HORIZONTAL FORMS
Text by Verónica Echeverría
In these works, experience does not appear as an event but as a form of suspended attention. Repetition, minimal gestures, and chromatic restraint establish a controlled duration—a quietness that calls for sustained looking.
Space does not describe; it regulates. The human figures do not act; they inhabit a reduced repertoire of postures, distances, and colors that emphasize an economy of contained emotion. Green—present in every painting—functions as a mood, neutralizing expectation, organizing the gaze, and administering calm.
Its use recalls both the technical criteria of the twentieth century and an aesthetic in which color disciplines rather than decorates.
These images neither rely on irony nor promise revelation. Instead, they propose an ethics of permanence: an insistence on form, repetition, and imperfect symmetry.
ARTIST STATEMENT — FRANCISCO PERÓ
Francisco Peró’s practice unfolds as a space for reflecting on identity—not as a fixed idea, but as a territory of tension between what is visible and what is concealed, what is inherited and what is constructed.

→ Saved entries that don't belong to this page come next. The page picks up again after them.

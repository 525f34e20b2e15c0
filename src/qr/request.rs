//! # 渲染请求推导
//!
//! ## 设计思路
//!
//! `QrStyleConfig` → `QrRenderRequest` 是一个纯函数：相同输入永远得到相同输出。
//! 渲染器本身是黑盒，可测试性完全依赖这一层的确定性。
//!
//! ## 推导规则
//!
//! | 模式 | 点颜色 | 背景 | 渐变 |
//! |------|--------|------|------|
//! | basic | `#000000` | `#ffffff` | 无 |
//! | colored | primary | `#020617` | 线性，primary → secondary，rotation 0 |
//!
//! 定位角外框与内点始终使用点颜色（不带渐变）；内点不指定类型，跟随码点的 `rounded`。logo 与模式无关，存在即居中嵌入。

use serde::Serialize;

use super::style::{HexColor, QrStyleConfig, StyleChoice, StyleMode};

/// logo 占二维码边长的比例。
pub const LOGO_SIZE_RATIO: f32 = 0.4;
/// logo 与周围码点之间的留白（像素）。
pub const LOGO_MARGIN_PX: u32 = 4;
/// 二维码画布边长上限（像素），与 logo 规范化的上限一致。
pub const MAX_QR_SIZE: u32 = 4096;

#[derive(Debug, Clone, Copy, PartialEq, Eq, Serialize)]
#[serde(rename_all = "lowercase")]
pub enum ErrorCorrection {
    L,
    M,
    Q,
    H,
}

impl ErrorCorrection {
    pub(crate) fn to_ec_level(self) -> qrcode::EcLevel {
        match self {
            Self::L => qrcode::EcLevel::L,
            Self::M => qrcode::EcLevel::M,
            Self::Q => qrcode::EcLevel::Q,
            Self::H => qrcode::EcLevel::H,
        }
    }
}

#[derive(Debug, Clone, Copy, PartialEq, Eq, Serialize)]
#[serde(rename_all = "lowercase")]
pub enum DotKind {
    Square,
    Rounded,
}

#[derive(Debug, Clone, Copy, PartialEq, Eq, Serialize)]
#[serde(rename_all = "lowercase")]
pub enum CornerSquareKind {
    Square,
    Dot,
}

#[derive(Debug, Clone, Copy, PartialEq, Eq, Serialize)]
#[serde(rename_all = "lowercase")]
pub enum CornerDotKind {
    Square,
    Dot,
}

#[derive(Debug, Clone, Copy, PartialEq, Serialize)]
#[serde(rename_all = "camelCase")]
pub struct ColorStop {
    pub offset: f32,
    pub color: HexColor,
}

#[derive(Debug, Clone, Copy, PartialEq, Serialize)]
#[serde(rename_all = "lowercase")]
pub enum GradientKind {
    Linear,
}

#[derive(Debug, Clone, PartialEq, Serialize)]
#[serde(rename_all = "camelCase")]
pub struct Gradient {
    #[serde(rename = "type")]
    pub kind: GradientKind,
    /// 弧度，0 表示从左到右。
    pub rotation: f32,
    pub color_stops: Vec<ColorStop>,
}

impl Gradient {
    /// 在 `t ∈ [0, 1]` 处采样颜色。
    pub fn sample(&self, t: f32) -> [u8; 4] {
        let t = t.clamp(0.0, 1.0);
        let Some(first) = self.color_stops.first() else {
            return HexColor::BLACK.to_rgba();
        };

        let mut previous = first;
        for stop in &self.color_stops {
            if t <= stop.offset {
                let span = stop.offset - previous.offset;
                if span <= f32::EPSILON {
                    return stop.color.to_rgba();
                }
                return previous.color.lerp(stop.color, (t - previous.offset) / span);
            }
            previous = stop;
        }

        previous.color.to_rgba()
    }
}

#[derive(Debug, Clone, PartialEq, Serialize)]
#[serde(rename_all = "camelCase")]
pub struct DotsOptions {
    #[serde(rename = "type")]
    pub kind: DotKind,
    pub color: HexColor,
    pub gradient: Option<Gradient>,
}

#[derive(Debug, Clone, Copy, PartialEq, Eq, Serialize)]
pub struct BackgroundOptions {
    pub color: HexColor,
}

#[derive(Debug, Clone, Copy, PartialEq, Eq, Serialize)]
pub struct CornersSquareOptions {
    #[serde(rename = "type")]
    pub kind: CornerSquareKind,
    pub color: HexColor,
}

#[derive(Debug, Clone, Copy, PartialEq, Eq, Serialize)]
pub struct CornersDotOptions {
    /// `None` 时内点按码点类型绘制。
    #[serde(rename = "type", skip_serializing_if = "Option::is_none")]
    pub kind: Option<CornerDotKind>,
    pub color: HexColor,
}

#[derive(Debug, Clone, Copy, PartialEq, Serialize)]
#[serde(rename_all = "camelCase")]
pub struct ImageOptions {
    pub margin: u32,
    pub image_size: f32,
    pub hide_background_dots: bool,
}

impl Default for ImageOptions {
    fn default() -> Self {
        Self {
            margin: LOGO_MARGIN_PX,
            image_size: LOGO_SIZE_RATIO,
            hide_background_dots: true,
        }
    }
}

/// 由样式选择推导出的可变部分，实时切换样式时整体替换。
#[derive(Debug, Clone, PartialEq, Serialize)]
#[serde(rename_all = "camelCase")]
pub struct StylePatch {
    pub dots: DotsOptions,
    pub background: BackgroundOptions,
    pub corners_square: CornersSquareOptions,
    pub corners_dot: CornersDotOptions,
}

/// 完整渲染请求。
#[derive(Debug, Clone, PartialEq, Serialize)]
#[serde(rename_all = "camelCase")]
pub struct QrRenderRequest {
    pub width: u32,
    pub height: u32,
    pub data: String,
    pub error_correction: ErrorCorrection,
    #[serde(flatten)]
    pub style: StylePatch,
    /// logo Data URL。
    pub image: Option<String>,
    pub image_options: ImageOptions,
}

/// 唯一的样式推导规则。
pub fn derive_style(choice: &StyleChoice) -> StylePatch {
    let (dots_color, background, gradient) = match choice.mode {
        StyleMode::Basic => (HexColor::BLACK, HexColor::WHITE, None),
        StyleMode::Colored => (
            choice.primary,
            HexColor::MIDNIGHT,
            Some(Gradient {
                kind: GradientKind::Linear,
                rotation: 0.0,
                color_stops: vec![
                    ColorStop {
                        offset: 0.0,
                        color: choice.primary,
                    },
                    ColorStop {
                        offset: 1.0,
                        color: choice.secondary,
                    },
                ],
            }),
        ),
    };

    StylePatch {
        dots: DotsOptions {
            kind: DotKind::Rounded,
            color: dots_color,
            gradient,
        },
        background: BackgroundOptions { color: background },
        corners_square: CornersSquareOptions {
            kind: CornerSquareKind::Dot,
            color: dots_color,
        },
        corners_dot: CornersDotOptions {
            kind: None,
            color: dots_color,
        },
    }
}

/// 由样式配置构建渲染请求（纯函数）。
///
/// # 示例
/// ```rust
/// use qr_platform::qr::{build_render_request, HexColor, QrStyleConfig, StyleChoice, StyleMode};
///
/// let config = QrStyleConfig {
///     content: "https://example.com".into(),
///     style: StyleChoice { mode: StyleMode::Basic, primary: HexColor::rgb(0, 242, 255), secondary: HexColor::rgb(255, 0, 200) },
///     logo: None,
///     size: 300,
/// };
/// let request = build_render_request(&config);
/// assert_eq!(request.style.dots.color, HexColor::BLACK);
/// assert_eq!(request.style.background.color, HexColor::WHITE);
/// ```
pub fn build_render_request(config: &QrStyleConfig) -> QrRenderRequest {
    QrRenderRequest {
        width: config.size,
        height: config.size,
        data: config.content.clone(),
        error_correction: ErrorCorrection::Q,
        style: derive_style(&config.style),
        image: config.logo.as_ref().map(|logo| logo.as_data_uri().to_string()),
        image_options: ImageOptions::default(),
    }
}

#[cfg(test)]
mod tests {
    use super::*;
    use crate::image_handler::SquareImage;

    fn config(mode: StyleMode) -> QrStyleConfig {
        QrStyleConfig {
            content: "hello".to_string(),
            style: StyleChoice {
                mode,
                primary: HexColor::rgb(0x00, 0xf2, 0xff),
                secondary: HexColor::rgb(0xff, 0x00, 0xc8),
            },
            logo: None,
            size: 300,
        }
    }

    #[test]
    fn basic_mode_ignores_picked_colors() {
        let request = build_render_request(&config(StyleMode::Basic));

        assert_eq!(request.style.dots.color, HexColor::BLACK);
        assert_eq!(request.style.background.color, HexColor::WHITE);
        assert!(request.style.dots.gradient.is_none());
        assert_eq!(request.style.corners_square.color, HexColor::BLACK);
        assert_eq!(request.style.corners_dot.color, HexColor::BLACK);
        assert_eq!(request.style.corners_dot.kind, None);
    }

    #[test]
    fn colored_mode_uses_gradient_and_dark_background() {
        let request = build_render_request(&config(StyleMode::Colored));

        assert_eq!(request.style.dots.color, HexColor::rgb(0x00, 0xf2, 0xff));
        assert_eq!(request.style.background.color, HexColor::MIDNIGHT);

        let gradient = request.style.dots.gradient.expect("colored mode has gradient");
        assert_eq!(gradient.kind, GradientKind::Linear);
        assert_eq!(gradient.rotation, 0.0);
        assert_eq!(gradient.color_stops.len(), 2);
        assert_eq!(gradient.color_stops[0].color, HexColor::rgb(0x00, 0xf2, 0xff));
        assert_eq!(gradient.color_stops[1].offset, 1.0);
        assert_eq!(gradient.color_stops[1].color, HexColor::rgb(0xff, 0x00, 0xc8));
    }

    #[test]
    fn logo_is_embedded_in_every_mode() {
        for mode in [StyleMode::Basic, StyleMode::Colored] {
            let mut cfg = config(mode);
            cfg.logo = Some(SquareImage {
                size: 120,
                data_uri: "data:image/png;base64,AAAA".to_string(),
            });

            let request = build_render_request(&cfg);
            assert_eq!(request.image.as_deref(), Some("data:image/png;base64,AAAA"));
            assert!(request.image_options.hide_background_dots);
            assert_eq!(request.image_options.margin, LOGO_MARGIN_PX);
        }
    }

    #[test]
    fn size_is_carried_to_both_dimensions() {
        let mut cfg = config(StyleMode::Basic);
        cfg.size = 260;

        let request = build_render_request(&cfg);
        assert_eq!((request.width, request.height), (260, 260));
        assert_eq!(request.error_correction, ErrorCorrection::Q);
    }

    #[test]
    fn gradient_sample_interpolates_between_stops() {
        let gradient = derive_style(&config(StyleMode::Colored).style)
            .dots
            .gradient
            .expect("gradient");

        assert_eq!(gradient.sample(0.0), [0x00, 0xf2, 0xff, 255]);
        assert_eq!(gradient.sample(1.0), [0xff, 0x00, 0xc8, 255]);
        assert_eq!(gradient.sample(2.0), [0xff, 0x00, 0xc8, 255]);
    }

    #[test]
    fn request_serializes_with_library_style_keys() {
        let json = serde_json::to_value(build_render_request(&config(StyleMode::Colored)))
            .expect("serialize");

        assert_eq!(json["dots"]["type"], "rounded");
        assert_eq!(json["background"]["color"], "#020617");
        assert_eq!(json["cornersSquare"]["type"], "dot");
        assert!(json["cornersDot"].get("type").is_none());
        assert_eq!(json["dots"]["gradient"]["colorStops"][1]["color"], "#ff00c8");
    }
}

His work brings together pictorial rigor and introspective gesture. Subtle interruptions—fragments, shadows, voids—open zones of ambiguity and shift the viewer’s perception. Painting becomes a site of transit, closer to uncertainty than to definition.
These images inhabit an interval between the intimate and the historical, where time and memory unfold in layers. Beyond portraiture, Peró delves into the complexity of being—not to fix it, but to understand it.